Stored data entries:
━━━━━━━━━━━━━━━━

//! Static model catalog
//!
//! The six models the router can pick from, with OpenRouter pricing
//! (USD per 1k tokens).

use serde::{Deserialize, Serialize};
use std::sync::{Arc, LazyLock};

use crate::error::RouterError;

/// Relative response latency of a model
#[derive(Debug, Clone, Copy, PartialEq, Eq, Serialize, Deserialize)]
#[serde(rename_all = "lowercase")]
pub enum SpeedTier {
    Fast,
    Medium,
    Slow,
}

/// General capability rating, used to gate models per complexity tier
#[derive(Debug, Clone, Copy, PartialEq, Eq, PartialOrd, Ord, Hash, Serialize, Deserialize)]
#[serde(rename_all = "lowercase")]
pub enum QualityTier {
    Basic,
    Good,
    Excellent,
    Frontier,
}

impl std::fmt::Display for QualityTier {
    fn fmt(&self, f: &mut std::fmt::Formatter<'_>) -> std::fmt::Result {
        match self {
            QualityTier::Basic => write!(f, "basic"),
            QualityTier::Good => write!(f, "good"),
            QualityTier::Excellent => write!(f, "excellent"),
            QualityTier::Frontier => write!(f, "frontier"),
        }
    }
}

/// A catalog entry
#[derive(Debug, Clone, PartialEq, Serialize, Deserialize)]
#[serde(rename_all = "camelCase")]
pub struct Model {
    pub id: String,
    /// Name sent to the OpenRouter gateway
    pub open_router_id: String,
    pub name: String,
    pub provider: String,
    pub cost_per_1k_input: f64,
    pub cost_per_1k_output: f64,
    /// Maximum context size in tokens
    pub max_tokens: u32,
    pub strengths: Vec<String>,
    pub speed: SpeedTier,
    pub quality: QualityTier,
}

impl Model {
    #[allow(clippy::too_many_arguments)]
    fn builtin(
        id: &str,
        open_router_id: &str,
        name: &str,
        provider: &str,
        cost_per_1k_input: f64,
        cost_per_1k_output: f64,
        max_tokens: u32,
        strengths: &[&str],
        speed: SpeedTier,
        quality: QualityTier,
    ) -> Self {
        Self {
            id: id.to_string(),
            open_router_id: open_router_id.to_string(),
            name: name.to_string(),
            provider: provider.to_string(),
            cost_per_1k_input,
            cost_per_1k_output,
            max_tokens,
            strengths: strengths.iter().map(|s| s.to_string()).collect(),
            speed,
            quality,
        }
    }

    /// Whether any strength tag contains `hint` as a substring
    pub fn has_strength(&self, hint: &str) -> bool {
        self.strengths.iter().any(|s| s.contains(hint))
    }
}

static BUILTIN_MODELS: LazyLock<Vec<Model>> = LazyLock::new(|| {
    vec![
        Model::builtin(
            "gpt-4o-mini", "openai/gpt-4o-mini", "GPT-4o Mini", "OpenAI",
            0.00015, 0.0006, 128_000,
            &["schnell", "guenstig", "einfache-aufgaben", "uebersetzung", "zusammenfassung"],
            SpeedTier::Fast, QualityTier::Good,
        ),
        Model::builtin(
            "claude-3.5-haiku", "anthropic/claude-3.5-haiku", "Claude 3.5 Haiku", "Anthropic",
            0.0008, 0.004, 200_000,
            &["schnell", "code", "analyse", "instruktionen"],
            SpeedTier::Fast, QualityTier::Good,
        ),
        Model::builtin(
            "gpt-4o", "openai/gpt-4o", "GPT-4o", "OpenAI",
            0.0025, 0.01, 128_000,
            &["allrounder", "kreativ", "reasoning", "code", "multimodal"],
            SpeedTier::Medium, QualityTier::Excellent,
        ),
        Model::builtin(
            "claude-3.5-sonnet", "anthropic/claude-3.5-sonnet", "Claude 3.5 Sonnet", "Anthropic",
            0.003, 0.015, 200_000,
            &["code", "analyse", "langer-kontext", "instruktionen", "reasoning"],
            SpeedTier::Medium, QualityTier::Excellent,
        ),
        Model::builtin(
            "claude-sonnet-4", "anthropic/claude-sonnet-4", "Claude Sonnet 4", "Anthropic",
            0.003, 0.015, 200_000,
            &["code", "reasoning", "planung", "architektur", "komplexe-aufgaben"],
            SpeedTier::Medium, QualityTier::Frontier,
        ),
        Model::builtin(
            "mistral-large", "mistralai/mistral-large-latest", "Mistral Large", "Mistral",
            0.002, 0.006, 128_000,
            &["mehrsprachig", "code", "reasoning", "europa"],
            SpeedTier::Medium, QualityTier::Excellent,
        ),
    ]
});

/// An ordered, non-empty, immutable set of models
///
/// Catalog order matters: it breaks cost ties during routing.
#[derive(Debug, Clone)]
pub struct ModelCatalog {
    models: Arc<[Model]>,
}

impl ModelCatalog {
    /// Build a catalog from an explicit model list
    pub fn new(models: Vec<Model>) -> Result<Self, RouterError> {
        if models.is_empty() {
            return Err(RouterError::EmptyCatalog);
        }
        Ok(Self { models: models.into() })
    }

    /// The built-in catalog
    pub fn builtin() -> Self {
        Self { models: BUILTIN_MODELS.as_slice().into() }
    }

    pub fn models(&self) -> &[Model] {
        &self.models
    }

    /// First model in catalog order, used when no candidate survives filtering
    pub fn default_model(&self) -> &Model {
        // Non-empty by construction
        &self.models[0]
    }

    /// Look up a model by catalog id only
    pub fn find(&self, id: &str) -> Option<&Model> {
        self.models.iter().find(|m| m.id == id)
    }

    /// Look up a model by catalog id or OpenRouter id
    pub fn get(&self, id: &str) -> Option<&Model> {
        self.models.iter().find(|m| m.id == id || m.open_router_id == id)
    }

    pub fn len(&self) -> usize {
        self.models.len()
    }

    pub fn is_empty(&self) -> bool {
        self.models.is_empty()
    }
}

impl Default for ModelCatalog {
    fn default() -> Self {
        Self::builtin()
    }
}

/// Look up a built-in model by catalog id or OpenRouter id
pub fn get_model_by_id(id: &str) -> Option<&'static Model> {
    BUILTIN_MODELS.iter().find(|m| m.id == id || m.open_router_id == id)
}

━━━━━━━━━━━━━━━━

Work to complete ▸ The whole of the data must be given again, exactly as shown.

Answer area ▸
//! Static model catalog
//!
//! The six models the router can pick from, with OpenRouter pricing
//! (USD per 1k tokens).

use serde::{Deserialize, Serialize};
use std::sync::{Arc, LazyLock};

use crate::error::RouterError;

/// Relative response latency of a model
#[derive(Debug, Clone, Copy, PartialEq, Eq, Serialize, Deserialize)]
#[serde(rename_all = "lowercase")]
pub enum SpeedTier {
    Fast,
    Medium,
    Slow,
}

/// General capability rating, used to gate models per complexity tier
#[derive(Debug, Clone, Copy, PartialEq, Eq, PartialOrd, Ord, Hash, Serialize, Deserialize)]
#[serde(rename_all = "lowercase")]
pub enum QualityTier {
    Basic,
    Good,
    Excellent,
    Frontier,
}

impl std::fmt::Display for QualityTier {
    fn fmt(&self, f: &mut std::fmt::Formatter<'_>) -> std::fmt::Result {
        match self {
            QualityTier::Basic => write!(f, "basic"),
            QualityTier::Good => write!(f, "good"),
            QualityTier::Excellent => write!(f, "excellent"),
            QualityTier::Frontier => write!(f, "frontier"),
        }
    }
}

/// A catalog entry
#[derive(Debug, Clone, PartialEq, Serialize, Deserialize)]
#[serde(rename_all = "camelCase")]
pub struct Model {
    pub id: String,
    /// Name sent to the OpenRouter gateway
    pub open_router_id: String,
    pub name: String,
    pub provider: String,
    pub cost_per_1k_input: f64,
    pub cost_per_1k_output: f64,
    /// Maximum context size in tokens
    pub max_tokens: u32,
    pub strengths: Vec<String>,
    pub speed: SpeedTier,
    pub quality: QualityTier,
}

impl Model {
    #[allow(clippy::too_many_arguments)]
    fn builtin(
        id: &str,
        open_router_id: &str,
        name: &str,
        provider: &str,
        cost_per_1k_input: f64,
        cost_per_1k_output: f64,
        max_tokens: u32,
        strengths: &[&str],
        speed: SpeedTier,
        quality: QualityTier,
    ) -> Self {
        Self {
            id: id.to_string(),
            open_router_id: open_router_id.to_string(),
            name: name.to_string(),
            provider: provider.to_string(),
            cost_per_1k_input,
            cost_per_1k_output,
            max_tokens,
            strengths: strengths.iter().map(|s| s.to_string()).collect(),
            speed,
            quality,
        }
    }

    /// Whether any strength tag contains `hint` as a substring
    pub fn has_strength(&self, hint: &str) -> bool {
        self.strengths.iter().any(|s| s.contains(hint))
    }
}

static BUILTIN_MODELS: LazyLock<Vec<Model>> = LazyLock::new(|| {
    vec![
        Model::builtin(
            "gpt-4o-mini", "openai/gpt-4o-mini", "GPT-4o Mini", "OpenAI",
            0.00015, 0.0006, 128_000,
            &["schnell", "guenstig", "einfache-aufgaben", "uebersetzung", "zusammenfassung"],
            SpeedTier::Fast, QualityTier::Good,
        ),
        Model::builtin(
            "claude-3.5-haiku", "anthropic/claude-3.5-haiku", "Claude 3.5 Haiku", "Anthropic",
            0.0008, 0.004, 200_000,
            &["schnell", "code", "analyse", "instruktionen"],
            SpeedTier::Fast, QualityTier::Good,
        ),
        Model::builtin(
            "gpt-4o", "openai/gpt-4o", "GPT-4o", "OpenAI",
            0.0025, 0.01, 128_000,
            &["allrounder", "kreativ", "reasoning", "code", "multimodal"],
            SpeedTier::Medium, QualityTier::Excellent,
        ),
        Model::builtin(
            "claude-3.5-sonnet", "anthropic/claude-3.5-sonnet", "Claude 3.5 Sonnet", "Anthropic",
            0.003, 0.015, 200_000,
            &["code", "analyse", "langer-kontext", "instruktionen", "reasoning"],
            SpeedTier::Medium, QualityTier::Excellent,
        ),
        Model::builtin(
            "claude-sonnet-4", "anthropic/claude-sonnet-4", "Claude Sonnet 4", "Anthropic",
            0.003, 0.015, 200_000,
            &["code", "reasoning", "planung", "architektur", "komplexe-aufgaben"],
            SpeedTier::Medium, QualityTier::Frontier,
        ),
        Model::builtin(
            "mistral-large", "mistralai/mistral-large-latest", "Mistral Large", "Mistral",
            0.002, 0.006, 128_000,
            &["mehrsprachig", "code", "reasoning", "europa"],
            SpeedTier::Medium, QualityTier::Excellent,
        ),
    ]
});

/// An ordered, non-empty, immutable set of models
///
/// Catalog order matters: it breaks cost ties during routing.
#[derive(Debug, Clone)]
pub struct ModelCatalog {
    models: Arc<[Model]>,
}

impl ModelCatalog {
    /// Build a catalog from an explicit model list
    pub fn new(models: Vec<Model>) -> Result<Self, RouterError> {
        if models.is_empty() {
            return Err(RouterError::EmptyCatalog);
        }
        Ok(Self { models: models.into() })
    }

    /// The built-in catalog
    pub fn builtin() -> Self {
        Self { models: BUILTIN_MODELS.as_slice().into() }
    }

    pub fn models(&self) -> &[Model] {
        &self.models
    }

    /// First model in catalog order, used when no candidate survives filtering
    pub fn default_model(&self) -> &Model {
        // Non-empty by construction
        &self.models[0]
    }

    /// Look up a model by catalog id only
    pub fn find(&self, id: &str) -> Option<&Model> {
        self.models.iter().find(|m| m.id == id)
    }

    /// Look up a model by catalog id or OpenRouter id
    pub fn get(&self, id: &str) -> Option<&Model> {
        self.models.iter().find(|m| m.id == id || m.open_router_id == id)
    }

    pub fn len(&self) -> usize {
        self.models.len()
    }

    pub fn is_empty(&self) -> bool {
        self.models.is_empty()
    }
}

impl Default for ModelCatalog {
    fn default() -> Self {
        Self::builtin()
    }
}

/// Look up a built-in model by catalog id or OpenRouter id
pub fn get_model_by_id(id: &str) -> Option<&'static Model> {
    BUILTIN_MODELS.iter().find(|m| m.id == id || m.open_router_id == id)
}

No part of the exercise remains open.